SRE/Observability/About

From Wikitech
SRE Observability
The Observability team

The Observability team, affectionately known as "o11y", is a part of the Site Reliability Engineering (SRE) team within the Product and Technology org at Wikimedia. Our mission is to equip teams across SRE and Technology with the tools, platforms, and insights they need to understand how their systems and services are performing. We utilize a variety of technologies, including Grafana, OpenSearch/Logstash, Prometheus, and AlertManager, to monitor and log system performance.

What is observability?

Observability is a term that originates from control theory and is used in the context of software engineering and operations to describe the ability to infer the internal states of a system based on its external outputs. In simpler terms, it's about being able to understand what's happening inside a system just by observing it from the outside, without needing to interfere with its operation.

In the context of software systems, observability typically involves collecting metrics, logs, and traces from applications and infrastructure, and then using this data to monitor system health, troubleshoot issues, understand system behavior, and improve performance and reliability.

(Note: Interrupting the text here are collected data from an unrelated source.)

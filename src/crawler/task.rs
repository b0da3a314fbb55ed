use url::Url;

/// What a task points at. Only pages are ever expanded.
#[derive(Debug, Clone, Copy, PartialEq, Eq)]
pub enum TaskKind {
    Page,
    Resource,
}

/// One unit of crawl work
#[derive(Debug, Clone, PartialEq, Eq)]
pub struct DownloadTask {
    pub url: Url,
    pub depth: usize,
    pub kind: TaskKind,
}

impl DownloadTask {
    pub fn page(url: Url, depth: usize) -> Self {
        Self {
            url,
            depth,
            kind: TaskKind::Page,
        }
    }

    pub fn resource(url: Url, depth: usize) -> Self {
        Self {
            url,
            depth,
            kind: TaskKind::Resource,
        }
    }
}
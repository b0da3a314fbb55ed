use std::path::{Path, PathBuf};
use url::Url;

use super::error::CrawlError;

const INDEX_DOCUMENT: &str = "index.html";

/// One fetched resource as it lands on disk.
#[derive(Debug, Clone)]
pub struct MirrorEntry {
    pub url: Url,
    pub local_path: PathBuf,
    pub content: Vec<u8>,
    pub content_type: String,
}

impl MirrorEntry {
    pub fn is_html(&self) -> bool {
        is_html_content(&self.content_type)
    }
}

pub fn is_html_content(content_type: &str) -> bool {
    let content_type = content_type.to_ascii_lowercase();
    content_type.contains("text/html") || content_type.contains("application/xhtml+xml")
}

/// Maps a URL to its path inside the mirror root: `{host}/{path}`, with
/// directory-style paths ending in `index.html`. A non-empty query is folded
/// into the file name ahead of the extension (`list?p=1` becomes `list_p=1`,
/// `post.html?id=7` becomes `post_id=7.html`). Scheme, port and fragment do
/// not take part.
///
/// This string is also the key of the visited set, so two claimed URLs never
/// write the same file.
pub fn local_path(url: &Url) -> String {
    let host = url.host_str().unwrap_or_default();
    let mut path = url.path().trim_start_matches('/').to_string();
    if path.is_empty() || path.ends_with('/') {
        path.push_str(INDEX_DOCUMENT);
    }
    if let Some(query) = url.query().filter(|q| !q.is_empty()) {
        path = with_query(&path, query);
    }
    format!("{host}/{path}")
}

/// Only characters that survive both the filesystem and an unescaped href
/// are kept from the query, anything else becomes `_`.
fn with_query(path: &str, query: &str) -> String {
    let suffix: String = query
        .chars()
        .map(|c| match c {
            'a'..='z' | 'A'..='Z' | '0'..='9' | '=' | '&' | '.' | '-' | '_' => c,
            _ => '_',
        })
        .collect();
    let name_start = path.rfind('/').map_or(0, |i| i + 1);
    match path[name_start..].rfind('.') {
        Some(dot) if dot > 0 => {
            let (stem, extension) = path.split_at(name_start + dot);
            format!("{stem}_{suffix}{extension}")
        }
        _ => format!("{path}_{suffix}"),
    }
}

/// Where `url` is stored under `root` on this filesystem.
pub fn file_path(root: &Path, url: &Url) -> PathBuf {
    root.join(local_path(url))
}

/// Reference to `target`'s mirrored file from inside `page`'s mirrored file.
pub fn relative_reference(page: &Url, target: &Url) -> String {
    let from = PathBuf::from(local_path(page));
    let to = PathBuf::from(local_path(target));
    let from_dir = from.parent().unwrap_or(Path::new(""));

    let relative = pathdiff::diff_paths(&to, from_dir).unwrap_or(to);
    // always `/`, whatever the platform separator
    relative
        .components()
        .map(|c| c.as_os_str().to_string_lossy())
        .collect::<Vec<_>>()
        .join("/")
}

/// Writes `content` to the file mapped from `url`, creating directories on
/// the way. Returns the full path written.
pub async fn save(root: &Path, url: &Url, content: &[u8]) -> Result<PathBuf, CrawlError> {
    let path = file_path(root, url);
    if let Some(dir) = path.parent() {
        tokio::fs::create_dir_all(dir)
            .await
            .map_err(|source| CrawlError::Persist {
                path: dir.to_path_buf(),
                source,
            })?;
    }
    overwrite(&path, content).await?;
    Ok(path)
}

pub async fn overwrite(path: &Path, content: &[u8]) -> Result<(), CrawlError> {
    tokio::fs::write(path, content)
        .await
        .map_err(|source| CrawlError::Persist {
            path: path.to_path_buf(),
            source,
        })
}

#[cfg(test)]
mod tests {
    use super::*;

    fn url(s: &str) -> Url {
        Url::parse(s).unwrap()
    }

    #[test]
    fn test_local_path_mapping() {
        assert_eq!(local_path(&url("http://ex.test/a.html")), "ex.test/a.html");
        assert_eq!(local_path(&url("http://ex.test")), "ex.test/index.html");
        assert_eq!(local_path(&url("http://ex.test/")), "ex.test/index.html");
        assert_eq!(local_path(&url("http://ex.test/docs/")), "ex.test/docs/index.html");
        assert_eq!(
            local_path(&url("https://ex.test:8443/img/x.png?v=3#top")),
            "ex.test/img/x_v=3.png"
        );
        assert_eq!(local_path(&url("http://ex.test/list?p=1")), "ex.test/list_p=1");
        assert_eq!(
            local_path(&url("http://ex.test/docs/?page=2&sort=asc")),
            "ex.test/docs/index_page=2&sort=asc.html"
        );
        // an empty query is no query
        assert_eq!(local_path(&url("http://ex.test/a.html?")), "ex.test/a.html");
    }

    #[test]
    fn test_query_variants_get_their_own_files() {
        let first = local_path(&url("http://ex.test/list?p=1"));
        let second = local_path(&url("http://ex.test/list?p=2"));
        assert_ne!(first, second);
        assert_ne!(first, local_path(&url("http://ex.test/list")));

        // separators and escapes from the query never create directories
        assert_eq!(
            local_path(&url("http://ex.test/v1.2/find?q=a/b%20c")),
            "ex.test/v1.2/find_q=a_b_20c"
        );
    }

    #[test]
    fn test_scheme_and_port_share_a_file() {
        let plain = local_path(&url("http://ex.test/x.css"));
        assert_eq!(plain, local_path(&url("https://ex.test/x.css")));
        assert_eq!(plain, local_path(&url("http://ex.test:8080/x.css")));
    }

    #[test]
    fn test_local_path_is_deterministic() {
        let u = url("http://ex.test/a/b/c.css");
        assert_eq!(local_path(&u), local_path(&u.clone()));
    }

    #[test]
    fn test_relative_reference() {
        let page = url("http://ex.test/a.html");
        assert_eq!(relative_reference(&page, &url("http://ex.test/b.html")), "b.html");
        assert_eq!(
            relative_reference(&page, &url("http://ex.test/img/x.png")),
            "img/x.png"
        );
        assert_eq!(relative_reference(&page, &url("http://ex.test/")), "index.html");
        assert_eq!(
            relative_reference(&page, &url("http://ex.test/img/x.png?v=3")),
            "img/x_v=3.png"
        );

        let nested = url("http://ex.test/docs/guide/");
        assert_eq!(
            relative_reference(&nested, &url("http://ex.test/b.html")),
            "../../b.html"
        );
        assert_eq!(
            relative_reference(&nested, &url("http://ex.test/docs/api.html")),
            "../api.html"
        );
    }

    #[test]
    fn test_is_html_content() {
        assert!(is_html_content("text/html; charset=utf-8"));
        assert!(is_html_content("Application/XHTML+XML"));
        assert!(!is_html_content("text/plain"));
        assert!(!is_html_content(""));
    }

    #[tokio::test]
    async fn test_save_creates_directories() -> Result<(), Box<dyn std::error::Error>> {
        let dir = tempfile::tempdir()?;
        let path = save(dir.path(), &url("http://ex.test/deep/er/page.html"), b"hello").await?;
        assert_eq!(path, dir.path().join("ex.test/deep/er/page.html"));
        assert_eq!(std::fs::read(&path)?, b"hello");

        overwrite(&path, b"again").await?;
        assert_eq!(std::fs::read(&path)?, b"again");
        Ok(())
    }

    #[tokio::test]
    async fn test_save_reports_persist_error() -> Result<(), Box<dyn std::error::Error>> {
        let dir = tempfile::tempdir()?;
        // a regular file where the host directory should go
        std::fs::write(dir.path().join("ex.test"), b"in the way")?;
        let result = save(dir.path(), &url("http://ex.test/a.html"), b"x").await;
        assert!(matches!(result, Err(CrawlError::Persist { .. })));
        Ok(())
    }
}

In the "strict definition" the three pillars of observability are:

  • Metrics: Metrics are numerical values that represent the state of a system at a specific point in time. They are typically collected at regular intervals and can provide a high-level overview of system health and performance. Metrics can include data like CPU usage, memory consumption, network latency, error rates, transaction times, and more. They are crucial for identifying trends, detecting anomalies, and setting up alerts for when predefined thresholds are breached. Metrics can also be used to create dashboards for real-time monitoring, allowing teams to quickly identify and respond to performance issues or system failures.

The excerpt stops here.